その一方で、AIの進化によって必要な電力量が増えたり、効率化によってより多くの需要に応える必要が出てくると、いままで以上にエネルギーを消費することが考えられます。
例えば、AIは膨大な計算をするために、コンピューターは多くの電力を必要とします。
そして、高速で稼働するコンピューターはたくさんの熱を排出しますので、その熱を下げるための空調の電気にも多くのエネルギーを必要とします。
再生可能エネルギーの活用や省電力化の技術も同時に進めていく必要があります。
まとめ:SDGsの達成にはAIが欠かせない
SDGsの達成には、AIが欠かせない理由について解説しました。
AIはイノベーションを起こすことによって、いままでできなかったことを実現することができます。
効率化や高速化、自動化によって、労働を削減したり、より付加価値の高い成果や生産性を高めることができます。
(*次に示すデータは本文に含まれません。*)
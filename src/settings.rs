// Copyright 2025 the Pixelpen Authors
// SPDX-License-Identifier: Apache-2.0

//! Compile-time defaults and tuning constants.
//!
//! The path tolerances below are empirically chosen "feel" values. They
//! are the defaults of the runtime `Config` (see `config.rs`), which can
//! override them from a TOML file.

// ============================================================================
// PATH TOLERANCES
// ============================================================================
/// A control point closer than this (per axis) to its anchor is retracted
const RETRACTION_TOLERANCE: f64 = 1.0;

/// Max per-axis deviation of `dOut + dIn` for a pair to count as symmetric
const SYMMETRY_THRESHOLD: f64 = 2.0;

/// Max cross product of the two handle vectors for a pair to be collinear
const COLLINEARITY_THRESHOLD: f64 = 0.1;

/// Adjacent anchors closer than this (per axis) are merged on import
const MERGE_DISTANCE: f64 = 1.0;

// ============================================================================
// HANDLE INTERACTION
// ============================================================================
/// Half-size of the square hit box around a handle (component pixels)
const HANDLE_RADIUS: f64 = 5.0;

/// Arrow key nudge in image pixels
const NUDGE_BASE: f64 = 1.0;

/// Shift-arrow nudge in image pixels
const NUDGE_SHIFT: f64 = 10.0;

/// Distance of the rotate handle above a transform box (component pixels)
const ROTATE_HANDLE_OFFSET: f64 = 20.0;

// ============================================================================
// VIEW
// ============================================================================
/// Minimum zoom level (2% of original size)
const MIN_ZOOM: f64 = 0.02;

/// Maximum zoom level (50x original size)
const MAX_ZOOM: f64 = 50.0;

// ============================================================================
// BRUSH SETTINGS
// ============================================================================
const BRUSH_MIN_RADIUS: f64 = 1.0;
const BRUSH_MAX_RADIUS: f64 = 100.0;
const BRUSH_DEFAULT_RADIUS: f64 = 10.0;

/// Default spacing as a multiple of the brush radius
const BRUSH_DEFAULT_SPACING_RATIO: f64 = 0.5;

/// Angle-aware strokes seed the carried distance with this share of the
/// spacing, so the first dab lands once a direction is known
const ANGLE_AWARE_SEED_FACTOR: f64 = 0.8;

/// Per-segment dab cap guarding against runaway loops
const MAX_DABS_PER_SEGMENT: usize = 1000;

/// Extra pixels added around the stroke bounds for the undo region
const AFFECTED_AREA_MARGIN: f64 = 2.0;

/// Flattening tolerance used when tracing a path with a brush
const TRACE_FLATTEN_TOLERANCE: f64 = 1.0;

/// Spray burst interval in milliseconds
const SPRAY_INTERVAL_MS: u64 = 25;

/// Dabs emitted per spray burst
const SPRAY_DABS_PER_TICK: usize = 8;

/// Earlier points closer than this multiple of the radius get connected
const CONNECT_REACH_FACTOR: f64 = 5.0;

/// Seed used for jitter and spray when no seed is configured
const DEFAULT_RNG_SEED: u64 = 0x5eed_d4b5;

// ============================================================================
// PUBLIC API - Don't edit below this line unless you know what you're doing
// ============================================================================

/// Geometric tolerances of the path model
pub mod path {
    pub const RETRACTION_TOLERANCE: f64 = super::RETRACTION_TOLERANCE;
    pub const SYMMETRY_THRESHOLD: f64 = super::SYMMETRY_THRESHOLD;
    pub const COLLINEARITY_THRESHOLD: f64 = super::COLLINEARITY_THRESHOLD;
    pub const MERGE_DISTANCE: f64 = super::MERGE_DISTANCE;
}

/// Handle hit testing and keyboard nudging
pub mod handles {
    /// Half-size of the handle hit box
    pub const RADIUS: f64 = super::HANDLE_RADIUS;

    /// Rotate handle offset above a transform box
    pub const ROTATE_OFFSET: f64 = super::ROTATE_HANDLE_OFFSET;

    pub mod nudge {
        pub const BASE: f64 = super::super::NUDGE_BASE;
        pub const SHIFT: f64 = super::super::NUDGE_SHIFT;
    }
}

/// Viewport zoom bounds
pub mod view {
    pub const MIN_ZOOM: f64 = super::MIN_ZOOM;
    pub const MAX_ZOOM: f64 = super::MAX_ZOOM;
}

/// Brush defaults and stroke sampling limits
pub mod brush {
    pub const MIN_RADIUS: f64 = super::BRUSH_MIN_RADIUS;
    pub const MAX_RADIUS: f64 = super::BRUSH_MAX_RADIUS;
    pub const DEFAULT_RADIUS: f64 = super::BRUSH_DEFAULT_RADIUS;
    pub const DEFAULT_SPACING_RATIO: f64 = super::BRUSH_DEFAULT_SPACING_RATIO;
    pub const ANGLE_AWARE_SEED_FACTOR: f64 = super::ANGLE_AWARE_SEED_FACTOR;
    pub const MAX_DABS_PER_SEGMENT: usize = super::MAX_DABS_PER_SEGMENT;
    pub const AFFECTED_AREA_MARGIN: f64 = super::AFFECTED_AREA_MARGIN;
    pub const TRACE_FLATTEN_TOLERANCE: f64 = super::TRACE_FLATTEN_TOLERANCE;
    pub const DEFAULT_RNG_SEED: u64 = super::DEFAULT_RNG_SEED;

    /// Timer-driven spray brush
    pub mod spray {
        pub const INTERVAL_MS: u64 = super::super::SPRAY_INTERVAL_MS;
        pub const DABS_PER_TICK: usize = super::super::SPRAY_DABS_PER_TICK;
    }

    /// Connect brush
    pub mod connect {
        pub const REACH_FACTOR: f64 = super::super::CONNECT_REACH_FACTOR;
    }
}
一方で、AIによって格差が拡がったり、AIの恩恵を受けられないというデメリットも懸念されます。
効率化によって、エネルギーがもっと必要になることも考えられます。
SDGsを達成するためには、AIを活用したイノベーションが欠かせません。
AIをうまく活用して、より多くの人に恩恵が与えられるようにバランスを考える必要があります。
デメリットを最小限に抑え、メリットを最大限に享受できるようにAIの活用を考えていきましょう。